# Gotts Park Air Raid Shelter, Leeds - March 2010



## granty09 (Mar 16, 2010)

Visited here on with a mate, and was actually suprised that we found it and the size of it. What we didn't realise is that we could actually get over some of the rubble in there to view the rest of the shelter, so I feel another visit coming sometime soon

Don't really know anything about the history of it, but here are the pics.


----------



## mexico75 (Mar 17, 2010)

Nice work mate, my directions worked then


----------



## silverstealth (Mar 17, 2010)

Yes very nicely captured, did you find the trapdoor into the old core?


----------



## granty09 (Mar 18, 2010)

silverstealth said:


> Yes very nicely captured, did you find the trapdoor into the old core?



Well we only explored the first section because we didn't know that we could get over some of the bricks into the other sections lol. It wasn't untill I got home and spoke to mexico75 that's when he told me lol. Might have another trip though


----------



## King Al (Mar 18, 2010)

Cool looking place that granty, Nice pics


----------



## sinnerman (Mar 18, 2010)

very nice have been enjoying the photos coming out of here over the last few weeks


----------



## chris (Mar 18, 2010)

Nice one - a whitewashed timber shelter, not seen one of those before.

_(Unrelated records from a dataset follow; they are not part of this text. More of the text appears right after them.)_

//! Core types for the aider bridge.

use serde::{Deserialize, Serialize};

// ============ Session State ============

/// Session state machine.
///
/// `WaitingForConfirmation` is only entered from `Starting`, when aider asks
/// its one-time .gitignore question before the first prompt appears.
#[derive(Debug, Clone, Copy, PartialEq, Eq, Serialize, Deserialize)]
#[serde(rename_all = "snake_case")]
pub enum SessionState {
    /// Process spawned, startup banner still streaming
    Starting,
    /// Blocked on the startup confirmation question
    WaitingForConfirmation,
    /// A command is in flight
    Processing,
    /// Idle prompt is visible, ready for the next command
    Ready,
}

impl SessionState {
    pub fn as_str(&self) -> &'static str {
        match self {
            SessionState::Starting => "starting",
            SessionState::WaitingForConfirmation => "waiting_for_confirmation",
            SessionState::Processing => "processing",
            SessionState::Ready => "ready",
        }
    }

    pub fn from_str(s: &str) -> Option<Self> {
        match s {
            "starting" => Some(SessionState::Starting),
            "waiting_for_confirmation" => Some(SessionState::WaitingForConfirmation),
            "processing" => Some(SessionState::Processing),
            "ready" => Some(SessionState::Ready),
            _ => None,
        }
    }
}

// ============ Classified Output ============

/// Metadata scraped from aider's banner and status lines
#[derive(Debug, Clone, Default, PartialEq, Serialize, Deserialize)]
#[serde(rename_all = "camelCase")]
pub struct AiderInfo {
    #[serde(skip_serializing_if = "Option::is_none")]
    pub version: Option<String>,
    #[serde(skip_serializing_if = "Option::is_none")]
    pub main_model: Option<String>,
    #[serde(skip_serializing_if = "Option::is_none")]
    pub weak_model: Option<String>,
    #[serde(skip_serializing_if = "Option::is_none")]
    pub git_repo: Option<String>,
    #[serde(skip_serializing_if = "Option::is_none")]
    pub repo_map: Option<String>,
    #[serde(skip_serializing_if = "Option::is_none")]
    pub chat_tokens: Option<String>,
    #[serde(skip_serializing_if = "Option::is_none")]
    pub cost: Option<String>,
    #[serde(default, skip_serializing_if = "Vec::is_empty")]
    pub warnings: Vec<String>,
    #[serde(default, skip_serializing_if = "Vec::is_empty")]
    pub errors: Vec<String>,
}

impl AiderInfo {
    /// True when nothing was captured.
    pub fn is_empty(&self) -> bool {
        self.version.is_none()
            && self.main_model.is_none()
            && self.weak_model.is_none()
            && self.git_repo.is_none()
            && self.repo_map.is_none()
            && self.chat_tokens.is_none()
            && self.cost.is_none()
            && self.warnings.is_empty()
            && self.errors.is_empty()
    }
}

/// Fenced code block captured verbatim, fence lines included
#[derive(Debug, Clone, PartialEq, Serialize, Deserialize)]
#[serde(rename_all = "camelCase")]
pub struct CodeBlock {
    /// Text after the opening fence, trimmed; may be empty
    pub path: String,
    pub content: String,
}

/// Proposed search/replace edit to one file
#[derive(Debug, Clone, PartialEq, Serialize, Deserialize)]
#[serde(rename_all = "camelCase")]
pub struct EditBlock {
    pub path: String,
    pub search: String,
    pub replace: String,
}

/// Result of classifying one flush of aider output
#[derive(Debug, Clone, Default, PartialEq, Serialize, Deserialize)]
#[serde(rename_all = "camelCase")]
pub struct OutputRecord {
    #[serde(default, skip_serializing_if = "AiderInfo::is_empty")]
    pub info: AiderInfo,
    /// Plain conversational text, non-empty lines joined with blank lines
    #[serde(default, skip_serializing_if = "String::is_empty")]
    pub message: String,
    #[serde(default, skip_serializing_if = "Vec::is_empty")]
    pub code_blocks: Vec<CodeBlock>,
    /// Interactive yes/no prompt lines that surfaced mid-turn
    #[serde(default, skip_serializing_if = "Vec::is_empty")]
    pub prompts: Vec<String>,
    #[serde(default, skip_serializing_if = "Vec::is_empty")]
    pub edit_blocks: Vec<EditBlock>,
}
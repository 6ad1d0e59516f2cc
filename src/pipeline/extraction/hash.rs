use std::path::Path;

use base64::Engine;
use sha2::{Digest, Sha256};

/// SHA-256 of raw bytes, base64 encoded. Used as the extraction cache key.
pub fn content_hash(bytes: &[u8]) -> String {
    let hash = Sha256::digest(bytes);
    base64::engine::general_purpose::STANDARD.encode(hash)
}

/// Content hash of a file on disk. The name plays no part in the key.
pub fn compute_content_hash(path: &Path) -> Result<String, std::io::Error> {
    let content = std::fs::read(path)?;
    Ok(content_hash(&content))
}
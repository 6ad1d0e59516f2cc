//! Tiered keyword rules over filename and extracted text.
//!
//! Evaluation order: filename table, then the content tiers
//! (legal, specific, general), then the fallback category. Within a tier
//! the first rule in declaration order that meets its threshold wins.

pub mod tables;

use serde::{Deserialize, Serialize};

use crate::pipeline::categories::{FALLBACK_CATEGORY, INVOICE_CATEGORY};
use tables::{FILENAME_RULES, GENERAL_RULES, INVOICE_FILENAME_TOKENS, LEGAL_RULES, SPECIFIC_RULES};

/// Baseline confidence of any filename match.
pub const FILENAME_CONFIDENCE: f64 = 0.8;
/// Confidence reported by the fallback branch.
pub const FALLBACK_CONFIDENCE: f64 = 0.1;

/// Category → filename keyword list.
#[derive(Debug, Clone, Copy)]
pub struct FilenameRule {
    pub category: &'static str,
    pub keywords: &'static [&'static str],
}

/// Category → content keyword list with its match threshold.
#[derive(Debug, Clone, Copy)]
pub struct ContentRule {
    pub category: &'static str,
    pub keywords: &'static [&'static str],
    pub min_hits: usize,
    /// Any of these in the text suppresses the rule entirely.
    pub vetoes: &'static [&'static str],
}

impl ContentRule {
    pub fn hits(&self, text_lower: &str) -> usize {
        self.keywords.iter().filter(|kw| text_lower.contains(*kw)).count()
    }

    fn vetoed(&self, text_lower: &str) -> bool {
        self.vetoes.iter().any(|term| text_lower.contains(term))
    }
}

/// Content priority group.
#[derive(Debug, Clone, Copy, PartialEq, Eq, Serialize, Deserialize)]
#[serde(rename_all = "snake_case")]
pub enum Tier {
    Legal,
    Specific,
    General,
}

impl Tier {
    /// Evaluation order.
    pub const ALL: [Tier; 3] = [Tier::Legal, Tier::Specific, Tier::General];

    pub fn rules(&self) -> &'static [ContentRule] {
        match self {
            Self::Legal => LEGAL_RULES,
            Self::Specific => SPECIFIC_RULES,
            Self::General => GENERAL_RULES,
        }
    }

    /// (base, cap) of `min(cap, base + 0.1 × hits)`.
    pub fn confidence(&self, hits: usize) -> f64 {
        let (base, cap) = match self {
            Self::Legal | Self::Specific => (0.7, 0.9),
            Self::General => (0.6, 0.8),
        };
        (base + 0.1 * hits as f64).min(cap)
    }

    pub fn method(&self) -> RuleMethod {
        match self {
            Self::Legal => RuleMethod::ContentLegal,
            Self::Specific => RuleMethod::ContentSpecific,
            Self::General => RuleMethod::Content,
        }
    }
}

/// Which rule branch produced a match.
#[derive(Debug, Clone, Copy, PartialEq, Eq, Serialize, Deserialize)]
#[serde(rename_all = "snake_case")]
pub enum RuleMethod {
    Filename,
    ContentLegal,
    ContentSpecific,
    Content,
    Fallback,
}

impl RuleMethod {
    pub fn as_str(&self) -> &'static str {
        match self {
            Self::Filename => "filename",
            Self::ContentLegal => "content_legal",
            Self::ContentSpecific => "content_specific",
            Self::Content => "content",
            Self::Fallback => "fallback",
        }
    }
}

impl std::fmt::Display for RuleMethod {
    fn fmt(&self, f: &mut std::fmt::Formatter<'_>) -> std::fmt::Result {
        f.write_str(self.as_str())
    }
}

#[derive(Debug, Clone, PartialEq, Serialize, Deserialize)]
pub struct RuleMatch {
    pub category: String,
    pub confidence: f64,
    pub method: RuleMethod,
    /// Keyword hits for content matches, 0 otherwise.
    pub hits: usize,
}

impl RuleMatch {
    fn new(category: &str, confidence: f64, method: RuleMethod, hits: usize) -> Self {
        Self {
            category: category.to_string(),
            confidence,
            method,
            hits,
        }
    }

    pub fn fallback() -> Self {
        Self::new(FALLBACK_CATEGORY, FALLBACK_CONFIDENCE, RuleMethod::Fallback, 0)
    }
}

/// Stateless rule evaluator. Total: every input yields a match.
#[derive(Debug, Clone, Copy)]
pub struct RuleMatcher {
    filename_rules: &'static [FilenameRule],
}

impl Default for RuleMatcher {
    fn default() -> Self {
        Self {
            filename_rules: FILENAME_RULES,
        }
    }
}

impl RuleMatcher {
    pub fn new() -> Self {
        Self::default()
    }

    /// Matcher over a caller-supplied filename table. Content tiers are fixed.
    pub fn with_filename_rules(filename_rules: &'static [FilenameRule]) -> Self {
        Self { filename_rules }
    }

    pub fn evaluate(&self, filename: &str, text: &str) -> RuleMatch {
        if let Some(m) = self.match_filename(filename) {
            tracing::debug!(filename, category = %m.category, "Filename rule matched");
            return m;
        }

        let text_lower = text.to_lowercase();
        if !text_lower.trim().is_empty() {
            if let Some(m) = self.match_content(&text_lower) {
                tracing::debug!(filename, category = %m.category, hits = m.hits, method = %m.method, "Content rule matched");
                return m;
            }
        }

        RuleMatch::fallback()
    }

    pub fn match_filename(&self, filename: &str) -> Option<RuleMatch> {
        let lower = filename.to_lowercase();
        let rule = self
            .filename_rules
            .iter()
            .find(|rule| rule.keywords.iter().any(|kw| lower.contains(kw)))?;

        let category = if rule.category == FALLBACK_CATEGORY
            && INVOICE_FILENAME_TOKENS.iter().any(|t| lower.contains(t))
        {
            INVOICE_CATEGORY
        } else {
            rule.category
        };

        Some(RuleMatch::new(category, FILENAME_CONFIDENCE, RuleMethod::Filename, 0))
    }

    /// Content tiers over already-lowercased text.
    pub fn match_content(&self, text_lower: &str) -> Option<RuleMatch> {
        for tier in Tier::ALL {
            for rule in tier.rules() {
                let hits = rule.hits(text_lower);
                if hits == 0 || hits < rule.min_hits || rule.vetoed(text_lower) {
                    continue;
                }
                return Some(RuleMatch::new(rule.category, tier.confidence(hits), tier.method(), hits));
            }
        }
        None
    }
}
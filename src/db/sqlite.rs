use std::path::Path;

use rusqlite::Connection;

use super::DatabaseError;

/// Open a SQLite connection to the given path and run migrations.
/// Creates the parent directory when missing.
pub fn open_database(path: &Path) -> Result<Connection, DatabaseError> {
    if let Some(parent) = path.parent() {
        if !parent.as_os_str().is_empty() {
            std::fs::create_dir_all(parent)?;
        }
    }
    let conn = Connection::open(path)?;
    configure_pragmas(&conn)?;
    run_migrations(&conn)?;
    Ok(conn)
}

/// Open an in-memory database (for testing)
pub fn open_memory_database() -> Result<Connection, DatabaseError> {
    let conn = Connection::open_in_memory()?;
    configure_pragmas(&conn)?;
    run_migrations(&conn)?;
    Ok(conn)
}

fn configure_pragmas(conn: &Connection) -> Result<(), DatabaseError> {
    conn.execute_batch(
        "PRAGMA journal_mode=WAL;
         PRAGMA synchronous=NORMAL;
         PRAGMA busy_timeout=5000;",
    )?;
    Ok(())
}

/// Run all pending migrations
pub fn run_migrations(conn: &Connection) -> Result<(), DatabaseError> {
    let current_version = get_current_version(conn);

    let migrations: Vec<(i64, &str)> = vec![(
        1,
        include_str!("../../resources/migrations/001_learning.sql"),
    )];

    for (version, sql) in migrations {
        if version > current_version {
            tracing::info!("Running migration v{version}");
            conn.execute_batch(sql).map_err(|e| DatabaseError::MigrationFailed {
                version,
                reason: e.to_string(),
            })?;
        }
    }

    Ok(())
}

/// Get the current schema version (0 if no schema exists yet)
fn get_current_version(conn: &Connection) -> i64 {
    conn.query_row("SELECT MAX(version) FROM schema_version", [], |row| {
        row.get::<_, i64>(0)
    })
    .unwrap_or(0)
}

/// Count tables in the database (for verification)
pub fn count_tables(conn: &Connection) -> Result<i64, DatabaseError> {
    let count = conn.query_row(
        "SELECT COUNT(*) FROM sqlite_master WHERE type='table' AND name NOT LIKE 'sqlite_%'",
        [],
        |row| row.get::<_, i64>(0),
    )?;
    Ok(count)
}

Like the chalk shelters we have down here in Kent they can be quite hard to photograph - you've done well.


----------



## sqwasher (Mar 18, 2010)

chris said:


> Nice one - a whitewashed timber shelter, not seen one of those before. Like the chalk shelters we have down here in Kent they can be quite hard to photograph - you've done well.



Sorry chris but the shelter is made from pre-fabricated conctrete, painted white after instalation. It does look almost wooden though in some photos but in the flesh you can tell it's concrete.


----------



## chris (Mar 18, 2010)

Sorry about that - yes I've seen that construction before on concrete fences and garages, really unusual below ground. What a brilliant place


----------



## mexico75 (Mar 18, 2010)

Yeah its quite a clever construction and has withstood the time well, the brick built one on woodhouse more had started to deteriate quite badly in places and a couple of the walls were starting to bulge inwards. Considerably less time consuming to build as well.


----------



## tumbles (Mar 18, 2010)

Good to see some more pictures from here. Typically it was closed back up when I was in town.


----------



## silverstealth (Mar 18, 2010)

granty09 said:


> Well we only explored the first section because we didn't know that we could get over some of the bricks into the other sections lol. It wasn't untill I got home and spoke to mexico75 that's when he told me lol. Might have another trip though



Its worth another trip, the section I mentioned has quite a lot of war related items.


----------



## Esposa (Mar 18, 2010)

Mmm now you have posted that in public I wonder how long the items will stay there. 

Some really great pics there Granty well done for getting in


----------



## silverstealth (Mar 18, 2010)

Esposa said:


> Mmm now you have posted that in public I wonder how long the items will stay there.
> 
> Some really great pics there Granty well done for getting in



Shame on anyone who takes the stuff, mind you some people have no shame..


----------



## mexico75 (Mar 18, 2010)

Looks like someone found the tin hats judging from the other thread, I thought they had ARP on though


----------



## Cuban B. (Mar 18, 2010)

Good pictures of this more unusual site. I like the original stencilling on the walls.


----------



## silverstealth (Mar 19, 2010)

Cuban B. said:


> Good pictures of this more unusual site. I like the original stencilling on the walls.



I agree, the stencilling really makes this site.


----------